Elizabeth O'Connor lives in Birmingham. Her short stories have appeared in The White Review and Granta, and she holds a PhD in English Literature from the University of Birmingham, specialising in the modernist writer H.D. and her writing of coastal landscapes. Her debut novel, Whale Fall, was published in 2024 by Picador in the UK and Pantheon in the US and will be published in eleven other territories. It was chosen as one of The Observer's ten best debut novels of the year, and a book of the year in The New Yorker and The New York Times, among others. It also won the 2025 Chautauqua Prize for fiction.
Writing Tension
What makes a story impossible to put down? Tension. That delicious sense of anticipation, unease, or longing that keeps us turning pages, holding our breath, or keeps us reading at 2.00 am even though we have somewhere to be in the morning. It can be high stakes, low stakes, mysterious or explicit, but tension propels narrative, deepens character relationships, and creates a charged connection between writer and reader.

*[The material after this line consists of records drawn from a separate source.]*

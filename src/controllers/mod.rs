pub mod errors;
pub mod ports;
pub mod render;
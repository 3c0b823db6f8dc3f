use clap::Parser;
use mandelbrot_explorer::{Args, RunGuiCommand, UiKind, init_logging};

fn main() -> Result<(), Box<dyn std::error::Error>> {
    let mut args = Args::parse();
    args.ui = UiKind::Gui;
    init_logging(args.verbose);

    RunGuiCommand::new(args.config()?).execute()
}
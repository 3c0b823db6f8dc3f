use std::io::Write;

use num_complex::Complex64;

use crate::controllers::errors::RenderError;
use crate::controllers::ports::presenter::RenderPresenterPort;
use crate::core::data::grid::Grid;
use crate::core::fractals::mandelbrot::escape_time::EscapeTime;
use crate::presenters::text::glyph_table::GlyphTable;

/// Draws one glyph per cell and breaks the line after every
/// `grid.width().length()` glyphs.
#[derive(Debug, Clone, Default)]
pub struct TextPresenter {
    table: GlyphTable,
}

impl RenderPresenterPort for TextPresenter {
    fn present<I, W>(&self, grid: Grid, results: I, out: &mut W) -> Result<(), RenderError>
    where
        I: Iterator<Item = (Complex64, EscapeTime)>,
        W: Write,
    {
        let row_length = grid.width().length();
        let mut column = 0;

        for (_, escape_time) in results {
            out.write_all(self.table.glyph(escape_time).as_bytes())?;

            column += 1;
            if column == row_length {
                out.write_all(b"\n")?;
                column = 0;
            }
        }

        out.flush()?;
        Ok(())
    }
}

impl TextPresenter {
    #[must_use]
    pub fn new(table: GlyphTable) -> Self {
        Self { table }
    }

    #[must_use]
    pub fn table(&self) -> &GlyphTable {
        &self.table
    }
}
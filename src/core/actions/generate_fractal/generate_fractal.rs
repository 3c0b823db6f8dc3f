use crate::core::actions::generate_fractal::ports::fractal_algorithm::FractalAlgorithm;
use num_complex::Complex64;
use std::iter::FusedIterator;

/// Lazily pairs each candidate with the algorithm's result for it,
/// one candidate per `next()`.
#[derive(Debug, Clone)]
pub struct GenerateFractal<I, Alg> {
    candidates: I,
    algorithm: Alg,
}

pub fn generate_fractal<C, Alg>(candidates: C, algorithm: Alg) -> GenerateFractal<C::IntoIter, Alg>
where
    C: IntoIterator<Item = Complex64>,
    Alg: FractalAlgorithm,
{
    GenerateFractal {
        candidates: candidates.into_iter(),
        algorithm,
    }
}

impl<I, Alg> Iterator for GenerateFractal<I, Alg>
where
    I: Iterator<Item = Complex64>,
    Alg: FractalAlgorithm,
{
    type Item = (Complex64, Alg::Success);

    fn next(&mut self) -> Option<Self::Item> {
        let candidate = self.candidates.next()?;
        Some((candidate, self.algorithm.compute(candidate)))
    }

    fn size_hint(&self) -> (usize, Option<usize>) {
        self.candidates.size_hint()
    }
}

impl<I, Alg> ExactSizeIterator for GenerateFractal<I, Alg>
where
    I: ExactSizeIterator<Item = Complex64>,
    Alg: FractalAlgorithm,
{
}

impl<I, Alg> FusedIterator for GenerateFractal<I, Alg>
where
    I: FusedIterator<Item = Complex64>,
    Alg: FractalAlgorithm,
{
}
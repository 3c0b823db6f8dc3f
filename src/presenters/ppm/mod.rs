pub mod ppm_presenter;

In this week-long course, we’ll explore how tension works across structure, character, dialogue, and language, drawing from prose, poetry, and plays to uncover the techniques that make stories compelling. Whether you’re writing a slow-burn romance, a psychological drama, or literary fiction full of secrets and silences, tension is your most powerful tool. We’ll read short, sharp excerpts from other writers, and use them as springboards for our own writing. You’ll take part in generative exercises, group discussions, and feedback sessions designed to sharpen your instincts and stretch your skills. This course is open to writers of all levels and genres.
Tutors
Elizabeth O'Connor
Yael van der Wouden
Yael van der Wouden was born in 1987 and lives and works in The Netherlands. The Safekeep (Viking, 2024), her debut novel, was shortlisted for the Booker Prize 2024 and won the Women's Prize 2025. It was also longlisted for the Dylan Thomas Prize, the Wingate Prize, and the Walter Scott Prize for Historical Fiction. She lectures in creative writing and comparative literature.
Guest Reader
Carys Davies (Digital)
Carys Davies is the author of three novels and two collections of short stories. Her debut novel West (Granta, 2019) was shortlisted for the Rathbones Folio Prize, runner-up for the Society of Authors' McKitterick Prize, and winner of the Wales Book of the Year for Fiction. Her second novel The Mission House (Granta, 2021) was The Sunday Times 2020 Novel of the Year. Her latest novel Clear (Granta, 2024), won the 2025 Royal Society of Literature Ondaatje Prize and the 2025 Wales Book of the Year and was nominated for multiple other awards including the Walter Scott Prize, Scotland’s National Book Award, the Prix Femina, the Prix Médicis, and the Europese Literatuurprijs. Her short story collection The Redemption of Galen Pike (Salt, 2024) won the Frank O'Connor International Short Story Award and the Jerwood Fiction Uncovered Prize. She is also the recipient of the Royal Society of Literature's V.S. Pritchett Prize, the Society of Authors' Olive Cook Short Story Award and a Cullman Fellowship at the New York Public Library. She is a Fellow of the Royal Society of Literature and a 2025/26 Fellow at Columbia University’s Institute for Ideas and Imagination in Paris.